2.2.9.2 Ajaran Aliran Wahabi
Menurut penuturan almaghfurlah KH.Sirojuddin Abbas tentang ajaran-ajaran wahabi
antara lain adalah:
1. Seluruh rakyat dilarang merokok, karna merokok adalah pekerjaan syeitan
6. Tidak boleh mempelajari sifat wajib dan mustahil bagi Allah SWT,sebagaimana dalam
kitab kifayatul awam dan sebagainya
7. Kubah-kubah diatas kuburan para sahabat Nabi yang berada di ma’al (makkah) di baqi
dan Uhud di madinah diruntuhkan,namaun kubah hijau yang disebut kubbatul khadra’
makam Nabi Muhammad tidak diruntuhkan, karena terlalu banyak protes dari kaum
muslim dunia
8. Kubah besar di atas tanah tempat dimana Nabi Muhammad SAW dilahirkan juga
diruntuhkan, bahkan dijadikan tempat unta. Namun atas desakan umat islam seluruh
dunia, akhirnya tempat kelahiran nabi di bangun gedung perpustakaan
9. Perayaan maulid nabi di bulan Rabi’ul awal dilarang karena termasuk bid’ah
10. Perayaan isra’ mi’raj dilarang keras
11. Pergi untuk ziarah ke makam nabi dilarang, Yang dibolehkan hanya melakukan shalat di
masjid Nabawi di Madinah, Berdoa menghadap makam nabi juga dilarang
12. Ada usaha hendak memindahkan batu makam nabi Ibrahim di depan ka’bah dan telaga
zamzam ke belakang kira-kira 20 mater, Bahkan sempat penggalian sudah dilakukan
13. Amalan-amalan thariqat dilarang keras, seperti thariqat Naqsabandi, Qadiri,Shathari
14. Membaca zikir tahlil bersama-sama sesudah shalat, dilarang
15. Imam tidak membaca “bismillah” pada permulaan fatihah dan juga tidak membaca do’a
qunut dalam sembahyang subuh, namun shalat tarawihnya 20 rakaat
16. Dilarang ziarah kemakam atau kuburan para Wali Allah
17. Membaca manaqib seorang yang berjasa dibidang spiritual menegakkan kebenaran
akhlak dan tauhid kepada Allah. Seperti manaqib Syaikh Qadir al-Jailani, dilarang.
BAB III
PENUTUP
3.1 Kesimpulan
Pengklasifikasian firqah islam menjadi 73 adalah sebuah prediksi Rasulullah sesuai
system berfikir yang akan berkembang di masa yang akan datang dalam memahami ajaran
islam. Tapi semua kelompok itu masih dalam bingkai umat Nabi Muhammad dan tidak
sampai keluar dari din al-islam. Kelompok yang selamat adalah sebuah prilaku dari
perorangan atau kelompok yang mengikuti sunnah Nabi dan para sahabatnya. Lintas
organisasi, partai, madzhab, negara, generasi, tokoh atau lainnya.

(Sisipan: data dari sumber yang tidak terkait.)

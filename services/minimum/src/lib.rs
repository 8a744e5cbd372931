#![cfg_attr(not(test), no_std)]

//! The Minimum Node Service: every OpenLCB node answers Verify Node ID,
//! Protocol Support Inquiry and Simple Node Ident Info requests the
//! same way regardless of what else it does, so this is the one
//! service every node aggregate registers unconditionally.

use heapless::String;
use openlcb_can::dispatch::openlcb_main::{HandlerOutcome, InboundMessage, MessageCategory, OpenLcbHandler};
use openlcb_can::node::VirtualNode;
use openlcb_can::storage::{DefaultBufferStore, RecordHandle};
use openlcb_core::alias::Alias;
use openlcb_core::service::OpenLcbService;
use openlcb_defs::{Mti, ServiceType};

const IDENT_FIELD_LEN: usize = 40;

/// The Simple Node Ident Info fields a node reports about itself.
/// `user_name`/`user_description` are the two fields a configuration
/// tool may rewrite at runtime (ACDI-User config memory); the other
/// four are fixed at build time.
#[derive(Debug, Clone)]
#[cfg_attr(feature = "defmt", derive(defmt::Format))]
pub struct SnipIdentity {
    pub manufacturer: String<IDENT_FIELD_LEN>,
    pub model: String<IDENT_FIELD_LEN>,
    pub hardware_version: String<IDENT_FIELD_LEN>,
    pub software_version: String<IDENT_FIELD_LEN>,
    pub user_name: String<IDENT_FIELD_LEN>,
    pub user_description: String<IDENT_FIELD_LEN>,
}

impl SnipIdentity {
    pub fn new(manufacturer: &str, model: &str, hardware_version: &str, software_version: &str) -> Self {
        SnipIdentity {
            manufacturer: String::try_from(manufacturer).unwrap_or_default(),
            model: String::try_from(model).unwrap_or_default(),
            hardware_version: String::try_from(hardware_version).unwrap_or_default(),
            software_version: String::try_from(software_version).unwrap_or_default(),
            user_name: String::new(),
            user_description: String::new(),
        }
    }

    /// Encode the four-section, null-delimited SNIP payload (§ the
    /// Simple Node Information Protocol: a version byte, three
    /// manufacturer strings, a version byte, two user strings).
    fn encode(&self) -> heapless::Vec<u8, 253> {
        let mut out = heapless::Vec::new();
        out.push(4).ok(); // mfg block version
        push_str(&mut out, &self.manufacturer);
        push_str(&mut out, &self.model);
        push_str(&mut out, &self.hardware_version);
        push_str(&mut out, &self.software_version);
        out.push(2).ok(); // user block version
        push_str(&mut out, &self.user_name);
        push_str(&mut out, &self.user_description);
        out
    }
}

fn push_str(out: &mut heapless::Vec<u8, 253>, s: &str) {
    for b in s.as_bytes() {
        out.push(*b).ok();
    }
    out.push(0).ok();
}

/// Stateless handler for the three Minimum Node Service request/reply
/// pairs. Holds nothing but the identity it reports; no per-node state
/// survives across calls (unlike the datagram/event services, a Simple
/// Node Ident request never spans more than one reply).
pub struct MinimumNodeService {
    identity: SnipIdentity,
}

impl MinimumNodeService {
    pub fn new(identity: SnipIdentity) -> Self {
        MinimumNodeService { identity }
    }

    fn reply_verified_node_id<const MP: usize, const MC: usize>(
        &self,
        node: &VirtualNode<MP, MC>,
        msg: &InboundMessage,
        store: &mut DefaultBufferStore,
    ) -> Option<RecordHandle> {
        let mti = if node.params.simple_protocol {
            Mti::VerifiedNodeIdSimple
        } else {
            Mti::VerifiedNodeId
        };
        let handle = store.allocate(6).ok()?;
        let record = store.get_basic_mut(handle)?;
        record.src_alias = node.alias;
        record.dst_alias = msg.src_alias;
        record.mti = u16::from(mti);
        record.set_payload(node.node_id.as_bytes());
        Some(handle)
    }

    fn reply_protocol_support<const MP: usize, const MC: usize>(
        &self,
        node: &VirtualNode<MP, MC>,
        msg: &InboundMessage,
        store: &mut DefaultBufferStore,
    ) -> Option<RecordHandle> {
        let handle = store.allocate(4).ok()?;
        let record = store.get_basic_mut(handle)?;
        record.src_alias = node.alias;
        record.dst_alias = msg.src_alias;
        record.mti = u16::from(Mti::ProtocolSupportReply);
        record.set_payload(&node.params.protocol_support.to_be_bytes());
        Some(handle)
    }

    fn reply_snip<const MP: usize, const MC: usize>(
        &self,
        node: &VirtualNode<MP, MC>,
        msg: &InboundMessage,
        store: &mut DefaultBufferStore,
    ) -> Option<RecordHandle> {
        let payload = self.identity.encode();
        let handle = store.allocate(payload.len()).ok()?;
        let record = store.get_snip_mut(handle)?;
        record.src_alias = node.alias;
        record.dst_alias = msg.src_alias;
        record.mti = u16::from(Mti::SimpleNodeIdentInfoReply);
        record.set_payload(&payload);
        Some(handle)
    }
}

impl OpenLcbService for MinimumNodeService {
    fn service_id() -> ServiceType {
        ServiceType::MinimumNodeService
    }

    fn service_version() -> u8 {
        1
    }
}

impl<const MP: usize, const MC: usize> OpenLcbHandler<MP, MC> for MinimumNodeService {
    fn handle(
        &mut self,
        node: &mut VirtualNode<MP, MC>,
        category: MessageCategory,
        msg: &InboundMessage,
        store: &mut DefaultBufferStore,
    ) -> HandlerOutcome {
        let reply = match category {
            MessageCategory::VerifyNodeId => self.reply_verified_node_id(node, msg, store),
            MessageCategory::ProtocolSupport if msg.mti == Mti::ProtocolSupportInquiry => {
                self.reply_protocol_support(node, msg, store)
            }
            MessageCategory::SimpleNodeIdent if msg.mti == Mti::SimpleNodeIdentInfoRequest => {
                self.reply_snip(node, msg, store)
            }
            _ => None,
        };
        HandlerOutcome::Done(reply)
    }
}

Nahdlatul Ulama’ mengaku sebagai kelompok ahlussunnah waljamaah tapi aswaja tidak
hanya NU. Bisa saja orang mengaku NU tapi dalam pemahamannya tentang islam tidak
sesuai dengan konsep aswaja. Jadi bisa saja seorang berada di golongan yang bukan NU tapi
keyakinannya sesuai dengan konsep ASWAJA.
Reinterpretasi sebuah konsep aswaja adalah kembali kepada pemahaman as-salaf as-
shaleh yang paling dekat dengan system hidup Rasulullah dan sahabatnya. Dan upaya
mencari kebenaran adalah dengan menggunakan pisau analisis para mujtahidin yang diakui
kemampuan dan keikhlasannya dalam memahami islam. Bukan hanya dengan sebuah
wacana yang dikembangkan oleh orientalis yang berusaha membius pemikir muslim dan
menghancurkan islam dari dalam. Wallahu a’lam bis-shawab.